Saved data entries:
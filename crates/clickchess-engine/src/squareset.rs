//! Sets of board squares.
//!
//! A [`SquareSet`] is a 64-bit integer where each bit represents one
//! square. Candidate and legal destination sets are small and bounded by
//! the board, so a flat bitset beats any heap-backed collection and makes
//! set algebra a single instruction.

use clickchess_core::Square;
use std::fmt;
use std::ops::{BitAnd, BitAndAssign, BitOr, BitOrAssign, Not};

/// A set of squares, bit 0 = a1 through bit 63 = h8.
#[derive(Clone, Copy, PartialEq, Eq, Default)]
pub struct SquareSet(u64);

impl SquareSet {
    /// The empty set.
    pub const EMPTY: SquareSet = SquareSet(0);

    /// Creates a set containing a single square.
    #[inline]
    pub const fn from_square(sq: Square) -> Self {
        SquareSet(1u64 << sq.index())
    }

    /// Returns true if the set contains no squares.
    #[inline]
    pub const fn is_empty(self) -> bool {
        self.0 == 0
    }

    /// Returns the number of squares in the set.
    #[inline]
    pub const fn count(self) -> u32 {
        self.0.count_ones()
    }

    /// Returns true if the set contains the given square.
    #[inline]
    pub const fn contains(self, sq: Square) -> bool {
        (self.0 & (1u64 << sq.index())) != 0
    }

    /// Adds a square to the set.
    #[inline]
    pub fn insert(&mut self, sq: Square) {
        self.0 |= 1u64 << sq.index();
    }

    /// Removes a square from the set.
    #[inline]
    pub fn remove(&mut self, sq: Square) {
        self.0 &= !(1u64 << sq.index());
    }

    /// Returns this set with one more square, for builder-style chains.
    #[inline]
    #[must_use]
    pub const fn with(self, sq: Square) -> Self {
        SquareSet(self.0 | (1u64 << sq.index()))
    }
}

impl BitOr for SquareSet {
    type Output = Self;
    #[inline]
    fn bitor(self, rhs: Self) -> Self::Output {
        SquareSet(self.0 | rhs.0)
    }
}

impl BitOrAssign for SquareSet {
    #[inline]
    fn bitor_assign(&mut self, rhs: Self) {
        self.0 |= rhs.0;
    }
}

impl BitAnd for SquareSet {
    type Output = Self;
    #[inline]
    fn bitand(self, rhs: Self) -> Self::Output {
        SquareSet(self.0 & rhs.0)
    }
}

impl BitAndAssign for SquareSet {
    #[inline]
    fn bitand_assign(&mut self, rhs: Self) {
        self.0 &= rhs.0;
    }
}

impl Not for SquareSet {
    type Output = Self;
    #[inline]
    fn not(self) -> Self::Output {
        SquareSet(!self.0)
    }
}

impl FromIterator<Square> for SquareSet {
    fn from_iter<I: IntoIterator<Item = Square>>(iter: I) -> Self {
        let mut set = SquareSet::EMPTY;
        for sq in iter {
            set.insert(sq);
        }
        set
    }
}

/// Iterator over the squares in a set, in index order.
pub struct SquareSetIter(u64);

impl Iterator for SquareSetIter {
    type Item = Square;

    #[inline]
    fn next(&mut self) -> Option<Self::Item> {
        if self.0 == 0 {
            return None;
        }
        let index = self.0.trailing_zeros() as u8;
        self.0 &= self.0 - 1;
        // SAFETY: trailing_zeros of a non-zero u64 is in 0-63.
        Some(unsafe { Square::from_index_unchecked(index) })
    }

    #[inline]
    fn size_hint(&self) -> (usize, Option<usize>) {
        let count = self.0.count_ones() as usize;
        (count, Some(count))
    }
}

impl IntoIterator for SquareSet {
    type Item = Square;
    type IntoIter = SquareSetIter;

    #[inline]
    fn into_iter(self) -> Self::IntoIter {
        SquareSetIter(self.0)
    }
}

impl fmt::Debug for SquareSet {
    fn fmt(&self, f: &mut fmt::Formatter<'_>) -> fmt::Result {
        writeln!(f, "SquareSet({:#018x})", self.0)?;
        for rank in (0..8).rev() {
            write!(f, "{} ", rank + 1)?;
            for file in 0..8 {
                let sq = rank * 8 + file;
                if (self.0 >> sq) & 1 == 1 {
                    write!(f, "X ")?;
                } else {
                    write!(f, ". ")?;
                }
            }
            writeln!(f)?;
        }
        writeln!(f, "  a b c d e f g h")
    }
}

EXERCISE DIRECTIONS:
Restate each record above exactly, leaving nothing out.

WRITTEN SOLUTION:
filename crates/clickchess-engine/src/squareset.rs
//! Sets of board squares.
//!
//! A [`SquareSet`] is a 64-bit integer where each bit represents one
//! square. Candidate and legal destination sets are small and bounded by
//! the board, so a flat bitset beats any heap-backed collection and makes
//! set algebra a single instruction.

use clickchess_core::Square;
use std::fmt;
use std::ops::{BitAnd, BitAndAssign, BitOr, BitOrAssign, Not};

/// A set of squares, bit 0 = a1 through bit 63 = h8.
#[derive(Clone, Copy, PartialEq, Eq, Default)]
pub struct SquareSet(u64);

impl SquareSet {
    /// The empty set.
    pub const EMPTY: SquareSet = SquareSet(0);

    /// Creates a set containing a single square.
    #[inline]
    pub const fn from_square(sq: Square) -> Self {
        SquareSet(1u64 << sq.index())
    }

    /// Returns true if the set contains no squares.
    #[inline]
    pub const fn is_empty(self) -> bool {
        self.0 == 0
    }

    /// Returns the number of squares in the set.
    #[inline]
    pub const fn count(self) -> u32 {
        self.0.count_ones()
    }

    /// Returns true if the set contains the given square.
    #[inline]
    pub const fn contains(self, sq: Square) -> bool {
        (self.0 & (1u64 << sq.index())) != 0
    }

    /// Adds a square to the set.
    #[inline]
    pub fn insert(&mut self, sq: Square) {
        self.0 |= 1u64 << sq.index();
    }

    /// Removes a square from the set.
    #[inline]
    pub fn remove(&mut self, sq: Square) {
        self.0 &= !(1u64 << sq.index());
    }

    /// Returns this set with one more square, for builder-style chains.
    #[inline]
    #[must_use]
    pub const fn with(self, sq: Square) -> Self {
        SquareSet(self.0 | (1u64 << sq.index()))
    }
}

impl BitOr for SquareSet {
    type Output = Self;
    #[inline]
    fn bitor(self, rhs: Self) -> Self::Output {
        SquareSet(self.0 | rhs.0)
    }
}

impl BitOrAssign for SquareSet {
    #[inline]
    fn bitor_assign(&mut self, rhs: Self) {
        self.0 |= rhs.0;
    }
}

impl BitAnd for SquareSet {
    type Output = Self;
    #[inline]
    fn bitand(self, rhs: Self) -> Self::Output {
        SquareSet(self.0 & rhs.0)
    }
}

impl BitAndAssign for SquareSet {
    #[inline]
    fn bitand_assign(&mut self, rhs: Self) {
        self.0 &= rhs.0;
    }
}

impl Not for SquareSet {
    type Output = Self;
    #[inline]
    fn not(self) -> Self::Output {
        SquareSet(!self.0)
    }
}

impl FromIterator<Square> for SquareSet {
    fn from_iter<I: IntoIterator<Item = Square>>(iter: I) -> Self {
        let mut set = SquareSet::EMPTY;
        for sq in iter {
            set.insert(sq);
        }
        set
    }
}

/// Iterator over the squares in a set, in index order.
pub struct SquareSetIter(u64);

impl Iterator for SquareSetIter {
    type Item = Square;

    #[inline]
    fn next(&mut self) -> Option<Self::Item> {
        if self.0 == 0 {
            return None;
        }
        let index = self.0.trailing_zeros() as u8;
        self.0 &= self.0 - 1;
        // SAFETY: trailing_zeros of a non-zero u64 is in 0-63.
        Some(unsafe { Square::from_index_unchecked(index) })
    }

    #[inline]
    fn size_hint(&self) -> (usize, Option<usize>) {
        let count = self.0.count_ones() as usize;
        (count, Some(count))
    }
}

impl IntoIterator for SquareSet {
    type Item = Square;
    type IntoIter = SquareSetIter;

    #[inline]
    fn into_iter(self) -> Self::IntoIter {
        SquareSetIter(self.0)
    }
}

impl fmt::Debug for SquareSet {
    fn fmt(&self, f: &mut fmt::Formatter<'_>) -> fmt::Result {
        writeln!(f, "SquareSet({:#018x})", self.0)?;
        for rank in (0..8).rev() {
            write!(f, "{} ", rank + 1)?;
            for file in 0..8 {
                let sq = rank * 8 + file;
                if (self.0 >> sq) & 1 == 1 {
                    write!(f, "X ")?;
                } else {
                    write!(f, ". ")?;
                }
            }
            writeln!(f)?;
        }
        writeln!(f, "  a b c d e f g h")
    }
}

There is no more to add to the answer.